- **Supplied material**
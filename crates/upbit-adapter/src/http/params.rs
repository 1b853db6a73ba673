/*
[INPUT]:  Ordered key-value request parameters
[OUTPUT]: Canonical application/x-www-form-urlencoded strings
[POS]:    HTTP layer - parameter encoding shared by dispatcher and signer
[UPDATE]: When the exchange changes its parameter conventions
*/

use url::form_urlencoded::Serializer;

/// Ordered parameter set for a single request.
///
/// The encoded form is canonical: keys are sorted, values keep their append
/// order within a key. The dispatcher sends exactly the string that
/// [`encode`](Params::encode) returns and the signer hashes the same string,
/// so the signature always covers the transmitted bytes.
#[derive(Debug, Clone, Default, PartialEq, Eq)]
pub struct Params {
    pairs: Vec<(String, String)>,
}

impl Params {
    pub fn new() -> Self {
        Self::default()
    }

    /// Set a key to a single value, replacing any previous entries.
    pub fn set(&mut self, key: &str, value: impl Into<String>) -> &mut Self {
        self.pairs.retain(|(existing, _)| existing != key);
        self.pairs.push((key.to_string(), value.into()));
        self
    }

    /// Add one value for a key, keeping previous entries.
    ///
    /// Used for the exchange's repeated-key convention (`uuids[]`, `states[]`).
    pub fn append(&mut self, key: &str, value: impl Into<String>) -> &mut Self {
        self.pairs.push((key.to_string(), value.into()));
        self
    }

    pub fn is_empty(&self) -> bool {
        self.pairs.is_empty()
    }

    pub fn len(&self) -> usize {
        self.pairs.len()
    }

    /// Encode to the canonical form-urlencoded string.
    pub fn encode(&self) -> String {
        let mut pairs: Vec<&(String, String)> = self.pairs.iter().collect();
        pairs.sort_by(|a, b| a.0.cmp(&b.0));

        let mut serializer = Serializer::new(String::new());
        for (key, value) in pairs {
            serializer.append_pair(key, value);
        }
        serializer.finish()
    }
}

#[cfg(test)]
mod tests {
    use super::*;

    #[test]
    fn test_encode_sorts_keys() {
        let mut params = Params::new();
        params.set("market", "KRW-BTC");
        params.set("count", "10");
        assert_eq!(params.encode(), "count=10&market=KRW-BTC");
    }

    #[test]
    fn test_encode_empty() {
        assert_eq!(Params::new().encode(), "");
        assert!(Params::new().is_empty());
    }

    #[test]
    fn test_set_replaces_existing_value() {
        let mut params = Params::new();
        params.set("limit", "10");
        params.set("limit", "100");
        assert_eq!(params.encode(), "limit=100");
        assert_eq!(params.len(), 1);
    }

    #[test]
    fn test_append_keeps_value_order_within_key() {
        let mut params = Params::new();
        params.append("uuids[]", "b");
        params.append("uuids[]", "a");
        params.set("market", "KRW-BTC");
        assert_eq!(params.encode(), "market=KRW-BTC&uuids%5B%5D=b&uuids%5B%5D=a");
    }

    #[test]
    fn test_encode_escapes_reserved_characters() {
        let mut params = Params::new();
        params.set("identifier", "order #1&2");
        assert_eq!(params.encode(), "identifier=order+%231%262");
    }
}
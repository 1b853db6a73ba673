/*
[INPUT]:  WebSocket configuration and subscription channels
[OUTPUT]: Real-time market data and private account events
[POS]:    WebSocket layer - real-time data streams
[UPDATE]: When adding new channels or changing connection logic
*/

pub mod client;
pub mod message;
pub mod subscription;

pub use client::{PrivateWebSocket, PublicWebSocket};
pub use message::{AssetBalance, MyAssetData, MyOrderData, OrderbookData, TickerData, TradeData};
pub use subscription::{Channel, DEFAULT_FORMAT, Subscription, SubscriptionFrame};
/*
[INPUT]:  HTTP configuration (base URL, timeouts, credentials)
[OUTPUT]: Configured reqwest client ready for API calls
[POS]:    HTTP layer - core client and request dispatch
[UPDATE]: When adding connection options or changing dispatch behavior
*/

use std::time::Duration;

use reqwest::{Client, Method, Url, header};
use serde::de::DeserializeOwned;
use tracing::debug;

use crate::auth::{Credentials, JwtSigner};
use crate::http::{Params, Result, UpbitError};

/// Base URL and versioned path prefix for the Upbit REST API
const REST_BASE_URL: &str = "https://api.upbit.com";
const REST_VERSION: &str = "/v1";

/// HTTP client configuration
#[derive(Debug, Clone)]
pub struct ClientConfig {
    pub timeout: Duration,
    pub connect_timeout: Duration,
}

impl Default for ClientConfig {
    fn default() -> Self {
        Self {
            timeout: Duration::from_secs(10),
            connect_timeout: Duration::from_secs(10),
        }
    }
}

/// Main HTTP client for the Upbit API.
///
/// A client built with [`new`](UpbitClient::new) serves the public market-data
/// endpoints and never signs. A client built with
/// [`with_credentials`](UpbitClient::with_credentials) attaches an
/// `Authorization` header to every request it sends.
///
/// The client is cheap to share: one instance owns one pooled transport and
/// holds no mutable state, so it can be used concurrently across tasks.
#[derive(Debug)]
pub struct UpbitClient {
    http_client: Client,
    base_url: String,
    signer: Option<JwtSigner>,
}

impl UpbitClient {
    /// Create a public (unauthenticated) client with default configuration
    pub fn new() -> Result<Self> {
        Self::with_config(ClientConfig::default())
    }

    /// Create a public client with custom configuration
    pub fn with_config(config: ClientConfig) -> Result<Self> {
        Self::build(config, format!("{REST_BASE_URL}{REST_VERSION}"), None)
    }

    /// Create an authenticated client with default configuration
    pub fn with_credentials(credentials: Credentials) -> Result<Self> {
        Self::with_credentials_and_config(credentials, ClientConfig::default())
    }

    /// Create an authenticated client with custom configuration
    pub fn with_credentials_and_config(
        credentials: Credentials,
        config: ClientConfig,
    ) -> Result<Self> {
        Self::build(
            config,
            format!("{REST_BASE_URL}{REST_VERSION}"),
            Some(JwtSigner::new(credentials)),
        )
    }

    /// Create a client against an explicit base URL (no version suffix is
    /// appended). Used by tests to point at a mock server.
    pub fn with_base_url(
        config: ClientConfig,
        base_url: &str,
        credentials: Option<Credentials>,
    ) -> Result<Self> {
        Self::build(config, base_url.to_string(), credentials.map(JwtSigner::new))
    }

    fn build(config: ClientConfig, base_url: String, signer: Option<JwtSigner>) -> Result<Self> {
        Url::parse(&base_url)?;

        let http_client = Client::builder()
            .timeout(config.timeout)
            .connect_timeout(config.connect_timeout)
            .build()?;

        Ok(Self {
            http_client,
            base_url,
            signer,
        })
    }

    pub fn is_authenticated(&self) -> bool {
        self.signer.is_some()
    }

    /// Fail fast before network I/O when a private endpoint is called on a
    /// credential-less client.
    pub(crate) fn require_credentials(&self) -> Result<()> {
        if self.signer.is_some() {
            Ok(())
        } else {
            Err(UpbitError::Config(
                "endpoint requires credentials; build the client with with_credentials".to_string(),
            ))
        }
    }

    pub(crate) async fn get<T: DeserializeOwned>(&self, path: &str, params: &Params) -> Result<T> {
        self.dispatch(Method::GET, path, params).await
    }

    pub(crate) async fn post<T: DeserializeOwned>(&self, path: &str, params: &Params) -> Result<T> {
        self.dispatch(Method::POST, path, params).await
    }

    pub(crate) async fn delete<T: DeserializeOwned>(
        &self,
        path: &str,
        params: &Params,
    ) -> Result<T> {
        self.dispatch(Method::DELETE, path, params).await
    }

    /// Build, sign and send one request, then decode the JSON response.
    ///
    /// Read verbs carry `params` in the query string; write verbs carry them
    /// as a form-encoded body, matching what the exchange parses for each
    /// verb. Either way the signature covers the one canonical encoding that
    /// is actually transmitted.
    async fn dispatch<T: DeserializeOwned>(
        &self,
        method: Method,
        path: &str,
        params: &Params,
    ) -> Result<T> {
        let encoded = params.encode();
        let is_write = method == Method::POST || method == Method::DELETE;

        let url = if !is_write && !encoded.is_empty() {
            format!("{}{}?{}", self.base_url, path, encoded)
        } else {
            format!("{}{}", self.base_url, path)
        };

        let mut request = self.http_client.request(method.clone(), url.as_str());
        request = if is_write {
            request
                .header(header::CONTENT_TYPE, "application/x-www-form-urlencoded")
                .body(encoded)
        } else {
            request.header(header::CONTENT_TYPE, "application/json")
        };

        if let Some(signer) = &self.signer {
            request = request.header(header::AUTHORIZATION, signer.bearer_token(params)?);
        }

        let response = request.send().await?;
        let status = response.status();

        if !status.is_success() {
            let body = response.text().await.unwrap_or_default();
            return Err(UpbitError::Status {
                status: status.as_u16(),
                body,
            });
        }

        debug!(%method, path, status = status.as_u16(), "request completed");

        let bytes = response.bytes().await?;
        serde_json::from_slice(&bytes).map_err(UpbitError::Decode)
    }
}
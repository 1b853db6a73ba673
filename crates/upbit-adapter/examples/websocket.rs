/*
[INPUT]:  Market codes to stream
[OUTPUT]: Live ticker events printed to stdout
[POS]:    Examples - public WebSocket streaming
[UPDATE]: When adding new channels or changing connection logic
*/

use upbit_adapter::*;

/// Example: Stream live tickers from the public WebSocket endpoint
#[tokio::main]
async fn main() {
    println!("=== Upbit WebSocket Example ===\n");

    let session = match PublicWebSocket::connect().await {
        Ok(session) => session,
        Err(e) => {
            eprintln!("Failed to connect: {}", e);
            return;
        }
    };
    println!("✓ Connected to public stream\n");

    let subscription = Subscription::new(
        Channel::Ticker,
        vec!["KRW-BTC".to_string(), "KRW-ETH".to_string()],
    );
    if let Err(e) = session.subscribe(&subscription).await {
        eprintln!("Failed to subscribe: {}", e);
        return;
    }
    println!("✓ Subscribed to tickers (ticket {})\n", subscription.ticket);

    for _ in 0..10 {
        match session.read_message::<TickerData>().await {
            Ok(event) => {
                println!("{}: {} ({:+.2}%)", event.code, event.trade_price, event.signed_change_rate * 100.0);
            }
            Err(e) => {
                eprintln!("Read failed: {}", e);
                break;
            }
        }
    }

    if let Err(e) = session.close().await {
        eprintln!("Close failed: {}", e);
    }
    println!("\n✓ WebSocket example complete");
}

- **What to produce**
How many of the lines above include the string "layer"? Give only the number.

- **Answer to the exercise**
3